El aire se cortó cuando Christian me miró de esa forma—con esos ojos oscuros que parecían incendiar todo lo que tocaban. La distancia entre nosotros desapareció en un segundo. Sus manos me envolvieron la cintura con firmeza, posesivas, como si tuviera derecho a reclamarme.
Y lo peor es que una parte de mí quería que lo hiciera.
—¿Así que quieres que te ayude? —susurró contra mi cuello, bajando la voz hasta hacerla casi un ronroneo peligroso—. Entonces, prepárate para lo que viene, pequeña. Porque cuando firmes conmigo, no será solo un papel.
Me temblaban las manos. El calor que irradiaba su cuerpo me envolvía, me sofocaba. Era humillante cómo reaccionaba ante él, cómo la soberbia que había llegado a construir se desmoronaba bajo sus dedos.
—¿Es una amenaza? —logré preguntarle, aunque mi voz salió ronca, traicionera.
—No. —Christian levantó mi barbilla con un dedo, forzándome a mirarlo a los ojos—. Es una promesa.

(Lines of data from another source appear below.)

// ABOUTME: Extracts SMSC delivery receipts from deliver_sm PDUs
// ABOUTME: Reads the receipt TLVs first, then searches the decoded message text with a configurable regex

use crate::datatypes::{DeliverSm, MessageContent, Tlv, tags};
use regex::Regex;
use serde::Deserialize;
use std::collections::HashMap;
use std::fmt;

/// Receipt text as most SMSCs format it, e.g.
/// `id:abc sub:001 dlvrd:001 submit date:1201231717 done date:1201231718 stat:DELIVRD err:000 text:Hello`
pub const DEFAULT_DELIVERY_REPORT_REGEX: &str = concat!(
    r"id:(?P<id>\S{0,65})",
    r" +sub:(?P<sub>...)",
    r" +dlvrd:(?P<dlvrd>...)",
    r" +submit date:(?P<submit_date>\d*)",
    r" +done date:(?P<done_date>\d*)",
    r" +stat:(?P<stat>[A-Z]{7})",
    r" +err:(?P<err>...)",
    r" +[Tt]ext:(?P<text>.{0,20})",
    r".*",
);

/// Final outcome reported to the owner
#[derive(Clone, Copy, Debug, PartialEq, Eq, Hash, Deserialize)]
#[serde(rename_all = "lowercase")]
pub enum DeliveryStatus {
    Delivered,
    Failed,
    Pending,
}

impl fmt::Display for DeliveryStatus {
    fn fmt(&self, f: &mut fmt::Formatter<'_>) -> fmt::Result {
        f.write_str(match self {
            DeliveryStatus::Delivered => "delivered",
            DeliveryStatus::Failed => "failed",
            DeliveryStatus::Pending => "pending",
        })
    }
}

/// Name of an SMPP message_state value (SMPP v3.4 Section 5.2.28)
pub fn message_state_name(state: u8) -> &'static str {
    match state {
        1 => "ENROUTE",
        2 => "DELIVERED",
        3 => "EXPIRED",
        4 => "DELETED",
        5 => "UNDELIVERABLE",
        6 => "ACCEPTED",
        8 => "REJECTED",
        _ => "UNKNOWN",
    }
}

/// Raw state to status table used when none is configured
pub fn default_status_mapping() -> HashMap<String, DeliveryStatus> {
    use DeliveryStatus::*;

    [
        // Output values map to themselves
        ("delivered", Delivered),
        ("failed", Failed),
        ("pending", Pending),
        // message_state names
        ("ENROUTE", Pending),
        ("DELIVERED", Delivered),
        ("EXPIRED", Failed),
        ("DELETED", Failed),
        ("UNDELIVERABLE", Failed),
        ("ACCEPTED", Delivered),
        ("UNKNOWN", Pending),
        ("REJECTED", Failed),
        // receipt text stat values
        ("DELIVRD", Delivered),
        ("REJECTD", Failed),
        ("0", Delivered),
    ]
    .into_iter()
    .map(|(state, status)| (state.to_string(), status))
    .collect()
}

/// Structured delivery receipt
///
/// Receipts built from TLVs only carry `id` and `stat`; the text fields
/// are filled when the receipt came from the message body.
#[derive(Clone, Debug, PartialEq)]
pub struct DeliveryReport {
    /// SMSC message id of the original submission
    pub id: String,
    pub sub: Option<String>,
    pub dlvrd: Option<String>,
    pub submit_date: Option<String>,
    pub done_date: Option<String>,
    /// State as the SMSC reported it (e.g. `DELIVRD`, `DELIVERED`)
    pub stat: String,
    pub err: Option<String>,
    pub text: Option<String>,
    pub status: DeliveryStatus,
}

#[derive(Clone, Debug)]
pub struct DeliveryReportParser {
    regex: Regex,
    status_mapping: HashMap<String, DeliveryStatus>,
}

impl DeliveryReportParser {
    /// The pattern may match anywhere in the message text; anchor it with
    /// `^` to only accept receipts at the start.
    pub fn new(
        pattern: &str,
        status_mapping: HashMap<String, DeliveryStatus>,
    ) -> Result<Self, regex::Error> {
        Ok(DeliveryReportParser {
            regex: Regex::new(pattern)?,
            status_mapping,
        })
    }

    /// Parser using the built-in receipt pattern and status table.
    pub fn with_defaults() -> Result<Self, regex::Error> {
        Self::new(DEFAULT_DELIVERY_REPORT_REGEX, default_status_mapping())
    }

    /// Status for a raw state; anything unmapped is still pending.
    pub fn status(&self, stat: &str) -> DeliveryStatus {
        self.status_mapping
            .get(stat)
            .copied()
            .unwrap_or(DeliveryStatus::Pending)
    }

    /// Receipt carried in `receipted_message_id` plus `message_state`.
    pub fn from_tlvs(&self, pdu: &DeliverSm) -> Option<DeliveryReport> {
        let id = pdu.tlv(tags::RECEIPTED_MESSAGE_ID)?.as_cstring();
        let state = pdu.tlv(tags::MESSAGE_STATE).and_then(Tlv::as_u8)?;
        let stat = message_state_name(state).to_string();

        Some(DeliveryReport {
            id,
            sub: None,
            dlvrd: None,
            submit_date: None,
            done_date: None,
            status: self.status(&stat),
            stat,
            err: None,
            text: None,
        })
    }

    /// Receipt written into a message body. Undecoded bodies are searched
    /// as lossy UTF-8.
    pub fn from_content(&self, content: &MessageContent) -> Option<DeliveryReport> {
        match content {
            MessageContent::Text(text) => self.from_text(text),
            MessageContent::Raw(bytes) => self.from_text(&String::from_utf8_lossy(bytes)),
        }
    }

    /// Receipt written into the message text.
    pub fn from_text(&self, text: &str) -> Option<DeliveryReport> {
        let caps = self.regex.captures(text)?;
        let field = |name: &str| caps.name(name).map(|m| m.as_str().to_string());

        let stat = field("stat").unwrap_or_default();
        Some(DeliveryReport {
            id: field("id").unwrap_or_default(),
            sub: field("sub"),
            dlvrd: field("dlvrd"),
            submit_date: field("submit_date"),
            done_date: field("done_date"),
            status: self.status(&stat),
            stat,
            err: field("err"),
            text: field("text"),
        })
    }
}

Bajó la cabeza lentamente. Sus labios apenas tocaron los míos en un roce que no era beso, pero era algo peor, era posesión disfrazada de caricia. La tensión entre nuestros cuerpos se volvió sofocante, casi insoportable.
Mis pulmones pedían aire. Mi cuerpo pedía más.
—¿Quieres saber qué se siente? —continuó, sus labios ahora estaban contra mi oreja—. Déjame entrar. Permite que alguien más fuerte que tú te domine, porque eso es lo que pasará aquí. Yo no pido permiso, Lina. Yo tomo lo que quiero.
Mi respiración se aceleró. Cada palabra era una provocación, cada roce de su piel contra la mía era fuego puro.
—Eres arrogante —susurré, pero mis manos se aferraban a su chaqueta como si fuera el último salvavidas en un océano de deseo.
Christian rió contra mi cuello, un sonido grave y profundo que me hizo cerrar los ojos.
—Quizá. Pero te gusta. —Pasó sus labios por mi mandíbula, lentamente, saboreando cada centímetro—. Admítelo.
—Nunca —escupí, aunque mentía. Mi cuerpo lo sabía. Mi pulso desbocado lo sabía.
—Luego lo harás —prometió, y con una última caricia en mi mejilla, se alejó.
El aire frío golpeó mi piel expuesta y casi grito por la privación. Christian me observaba con esa sonrisa de depredador, sus ojos brillando con deseo y dominación, como si supiera exactamente qué estaba pasando en mi interior.
—Este es solo el comienzo, pequeña loba —susurró, sus ojos me taladraron—. Pero escúchame bien: en este juego, no hay segundas oportunidades. La alianza que te ofrezco viene con un precio. Tu lealtad. Tu obediencia. Y si intentas traicionarme...
No terminó la frase. No necesitaba hacerlo.
Me enderecé, intentando recuperar la compostura, limpiando el deseo de mis labios con un dedo tembloroso. Algo fundamental había cambiado entre nosotros en esos minutos. Ya no era solo un acuerdo de negocios. Era algo más peligroso, más complejo. Algo que podría destruirme.
—Acepto —dije, porque sabía que no tenía opción, porque una parte perversa de mí lo deseaba.
Christian asintió lentamente, su expresión cambió a algo más calculador y se disponía a decir algo más cuando una presencia extraña cortó el aire entre nosotros.
De la oscuridad emergió una figura envuelta en una capa negra, sus pasos lentos pero decididos. La malevolencia irradiaba de él como un aura palpable. Sus ojos brillaban en la penumbra con una luz inquietante, casi sobrenatural.
Christian se tensó instantáneamente, puso su cuerpo entre el extraño y yo como un escudo de acero.
—¿Quién demonios eres? —preguntó con voz firme—. Estás pisando territorio que no te pertenece.
La figura se detuvo a metros de nosotros. Cuando la luna iluminó su rostro, sentí el frío recorrer mi columna vertebral. Unos ojos fríos e inquietantes, una boca dura como la piedra, una presencia que parecía succionar toda la energía del lugar.
—Busco a Lina —dijo una voz grave, casi medieval—. No pienso irme sin ella.
Christian avanzó un paso, colocándose frente a mí completamente.
—Pues toma nota: ella no va a ningún lado.